**TASK GOAL**
Your task is to restate the data word for word.

═════ SOURCE MATERIAL ═════

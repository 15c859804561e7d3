//! Bundle references embedded in approval-request goals.
//!
//! The platform files an approval request as a project goal whose
//! description reads like `Approval requested Stage Review: [Bundle](/u/...)`.

use std::sync::OnceLock;

use regex::Regex;
use serde::{Deserialize, Serialize};

/// Phrase that marks a goal as a bundle approval request
pub const APPROVAL_MARKER: &str = "Approval requested Stage";

/// A bundle reference parsed out of a goal description
#[derive(Debug, Clone, PartialEq, Eq, Serialize, Deserialize)]
pub struct BundleReference {
    pub bundle_name: String,
    /// Absolute link to the bundle
    pub link: String,
    /// Text between the marker and the first `:`, e.g. `"2"` or `"Review"`
    pub stage_label: Option<String>,
}

/// Outcome of parsing one goal description
#[derive(Debug, Clone, PartialEq, Eq)]
pub enum TaskReference {
    /// The marker phrase is absent; not a bundle approval
    NotApprovalRequest,
    /// Marker present but no `[name](target)` link after it
    Malformed { reason: String },
    Parsed(BundleReference),
}

fn link_pattern() -> &'static Regex {
    static PATTERN: OnceLock<Regex> = OnceLock::new();
    PATTERN.get_or_init(|| {
        Regex::new(r"\[(?P<name>[^\[\]]+)\]\((?P<target>[^()\s]+)\)")
            .unwrap_or_else(|e| unreachable!("link pattern is a valid regex: {e}"))
    })
}

/// Parse `description`; relative link targets are resolved against `host`.
pub fn parse_task_reference(description: &str, host: &str) -> TaskReference {
    let Some(marker_at) = description.find(APPROVAL_MARKER) else {
        return TaskReference::NotApprovalRequest;
    };
    let after_marker = &description[marker_at + APPROVAL_MARKER.len()..];

    let Some(captures) = link_pattern().captures(after_marker) else {
        return TaskReference::Malformed {
            reason: "no [name](link) reference after the approval marker".to_string(),
        };
    };

    let bundle_name = captures["name"].trim();
    if bundle_name.is_empty() {
        return TaskReference::Malformed {
            reason: "bundle name in reference is blank".to_string(),
        };
    }

    let link_start = captures.get(0).map_or(0, |m| m.start());
    let stage_label = after_marker[..link_start]
        .split_once(':')
        .map(|(label, _)| label.trim())
        .filter(|label| !label.is_empty())
        .map(str::to_string);

    TaskReference::Parsed(BundleReference {
        bundle_name: bundle_name.to_string(),
        link: resolve_link(host, &captures["target"]),
        stage_label,
    })
}

/// Join a possibly relative link target onto `host`.
pub fn resolve_link(host: &str, target: &str) -> String {
    if target.starts_with("http://") || target.starts_with("https://") {
        return target.to_string();
    }
    let host = host.trim_end_matches('/');
    if target.starts_with('/') {
        format!("{host}{target}")
    } else {
        format!("{host}/{target}")
    }
}

#[cfg(test)]
mod tests {
    use super::*;

    const HOST: &str = "https://gov.example.com";

    #[test]
    fn test_parses_name_link_and_stage() {
        let parsed =
            parse_task_reference("Approval requested Stage 2: [BundleX](/path/to/x)", HOST);
        assert_eq!(
            parsed,
            TaskReference::Parsed(BundleReference {
                bundle_name: "BundleX".to_string(),
                link: format!("{HOST}/path/to/x"),
                stage_label: Some("2".to_string()),
            })
        );
    }

    #[test]
    fn test_without_marker_is_not_an_approval() {
        assert_eq!(
            parse_task_reference("Please review [BundleX](/path/to/x)", HOST),
            TaskReference::NotApprovalRequest
        );
        assert_eq!(
            parse_task_reference("", HOST),
            TaskReference::NotApprovalRequest
        );
    }

    #[test]
    fn test_marker_without_link_is_malformed() {
        let parsed = parse_task_reference("Approval requested Stage Review: BundleX", HOST);
        assert!(matches!(parsed, TaskReference::Malformed { .. }));

        let parsed = parse_task_reference("Approval requested Stage Review: [BundleX]", HOST);
        assert!(matches!(parsed, TaskReference::Malformed { .. }));
    }

    #[test]
    fn test_absolute_links_are_kept() {
        let parsed = parse_task_reference(
            "Approval requested Stage Validation: [Churn v2](https://other.example.com/b/9)",
            HOST,
        );
        match parsed {
            TaskReference::Parsed(reference) => {
                assert_eq!(reference.bundle_name, "Churn v2");
                assert_eq!(reference.link, "https://other.example.com/b/9");
                assert_eq!(reference.stage_label.as_deref(), Some("Validation"));
            }
            other => panic!("expected parsed reference, got {other:?}"),
        }
    }

    #[test]
    fn test_first_reference_wins() {
        let parsed = parse_task_reference(
            "Approval requested Stage 1: [First](/a) then [Second](/b)",
            HOST,
        );
        match parsed {
            TaskReference::Parsed(reference) => assert_eq!(reference.bundle_name, "First"),
            other => panic!("expected parsed reference, got {other:?}"),
        }
    }

    #[test]
    fn test_stage_label_absent_without_colon() {
        let parsed = parse_task_reference("Approval requested Stage [B](/b)", HOST);
        match parsed {
            TaskReference::Parsed(reference) => assert_eq!(reference.stage_label, None),
            other => panic!("expected parsed reference, got {other:?}"),
        }
    }

    #[test]
    fn test_resolve_link_slashes() {
        assert_eq!(resolve_link("https://h/", "/x"), "https://h/x");
        assert_eq!(resolve_link("https://h", "x"), "https://h/x");
        assert_eq!(resolve_link("https://h", "http://o/x"), "http://o/x");
    }
}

═════

**SOLVED EXERCISE**
repository 15c859804561e7d3
//! Bundle references embedded in approval-request goals.
//!
//! The platform files an approval request as a project goal whose
//! description reads like `Approval requested Stage Review: [Bundle](/u/...)`.

use std::sync::OnceLock;

use regex::Regex;
use serde::{Deserialize, Serialize};

/// Phrase that marks a goal as a bundle approval request
pub const APPROVAL_MARKER: &str = "Approval requested Stage";

/// A bundle reference parsed out of a goal description
#[derive(Debug, Clone, PartialEq, Eq, Serialize, Deserialize)]
pub struct BundleReference {
    pub bundle_name: String,
    /// Absolute link to the bundle
    pub link: String,
    /// Text between the marker and the first `:`, e.g. `"2"` or `"Review"`
    pub stage_label: Option<String>,
}

/// Outcome of parsing one goal description
#[derive(Debug, Clone, PartialEq, Eq)]
pub enum TaskReference {
    /// The marker phrase is absent; not a bundle approval
    NotApprovalRequest,
    /// Marker present but no `[name](target)` link after it
    Malformed { reason: String },
    Parsed(BundleReference),
}

fn link_pattern() -> &'static Regex {
    static PATTERN: OnceLock<Regex> = OnceLock::new();
    PATTERN.get_or_init(|| {
        Regex::new(r"\[(?P<name>[^\[\]]+)\]\((?P<target>[^()\s]+)\)")
            .unwrap_or_else(|e| unreachable!("link pattern is a valid regex: {e}"))
    })
}

/// Parse `description`; relative link targets are resolved against `host`.
pub fn parse_task_reference(description: &str, host: &str) -> TaskReference {
    let Some(marker_at) = description.find(APPROVAL_MARKER) else {
        return TaskReference::NotApprovalRequest;
    };
    let after_marker = &description[marker_at + APPROVAL_MARKER.len()..];

    let Some(captures) = link_pattern().captures(after_marker) else {
        return TaskReference::Malformed {
            reason: "no [name](link) reference after the approval marker".to_string(),
        };
    };

    let bundle_name = captures["name"].trim();
    if bundle_name.is_empty() {
        return TaskReference::Malformed {
            reason: "bundle name in reference is blank".to_string(),
        };
    }

    let link_start = captures.get(0).map_or(0, |m| m.start());
    let stage_label = after_marker[..link_start]
        .split_once(':')
        .map(|(label, _)| label.trim())
        .filter(|label| !label.is_empty())
        .map(str::to_string);

    TaskReference::Parsed(BundleReference {
        bundle_name: bundle_name.to_string(),
        link: resolve_link(host, &captures["target"]),
        stage_label,
    })
}

/// Join a possibly relative link target onto `host`.
pub fn resolve_link(host: &str, target: &str) -> String {
    if target.starts_with("http://") || target.starts_with("https://") {
        return target.to_string();
    }
    let host = host.trim_end_matches('/');
    if target.starts_with('/') {
        format!("{host}{target}")
    } else {
        format!("{host}/{target}")
    }
}

#[cfg(test)]
mod tests {
    use super::*;

    const HOST: &str = "https://gov.example.com";

    #[test]
    fn test_parses_name_link_and_stage() {
        let parsed =
            parse_task_reference("Approval requested Stage 2: [BundleX](/path/to/x)", HOST);
        assert_eq!(
            parsed,
            TaskReference::Parsed(BundleReference {
                bundle_name: "BundleX".to_string(),
                link: format!("{HOST}/path/to/x"),
                stage_label: Some("2".to_string()),
            })
        );
    }

    #[test]
    fn test_without_marker_is_not_an_approval() {
        assert_eq!(
            parse_task_reference("Please review [BundleX](/path/to/x)", HOST),
            TaskReference::NotApprovalRequest
        );
        assert_eq!(
            parse_task_reference("", HOST),
            TaskReference::NotApprovalRequest
        );
    }

    #[test]
    fn test_marker_without_link_is_malformed() {
        let parsed = parse_task_reference("Approval requested Stage Review: BundleX", HOST);
        assert!(matches!(parsed, TaskReference::Malformed { .. }));

        let parsed = parse_task_reference("Approval requested Stage Review: [BundleX]", HOST);
        assert!(matches!(parsed, TaskReference::Malformed { .. }));
    }

    #[test]
    fn test_absolute_links_are_kept() {
        let parsed = parse_task_reference(
            "Approval requested Stage Validation: [Churn v2](https://other.example.com/b/9)",
            HOST,
        );
        match parsed {
            TaskReference::Parsed(reference) => {
                assert_eq!(reference.bundle_name, "Churn v2");
                assert_eq!(reference.link, "https://other.example.com/b/9");
                assert_eq!(reference.stage_label.as_deref(), Some("Validation"));
            }
            other => panic!("expected parsed reference, got {other:?}"),
        }
    }

    #[test]
    fn test_first_reference_wins() {
        let parsed = parse_task_reference(
            "Approval requested Stage 1: [First](/a) then [Second](/b)",
            HOST,
        );
        match parsed {
            TaskReference::Parsed(reference) => assert_eq!(reference.bundle_name, "First"),
            other => panic!("expected parsed reference, got {other:?}"),
        }
    }

    #[test]
    fn test_stage_label_absent_without_colon() {
        let parsed = parse_task_reference("Approval requested Stage [B](/b)", HOST);
        match parsed {
            TaskReference::Parsed(reference) => assert_eq!(reference.stage_label, None),
            other => panic!("expected parsed reference, got {other:?}"),
        }
    }

    #[test]
    fn test_resolve_link_slashes() {
        assert_eq!(resolve_link("https://h/", "/x"), "https://h/x");
        assert_eq!(resolve_link("https://h", "x"), "https://h/x");
        assert_eq!(resolve_link("https://h", "http://o/x"), "http://o/x");
    }
}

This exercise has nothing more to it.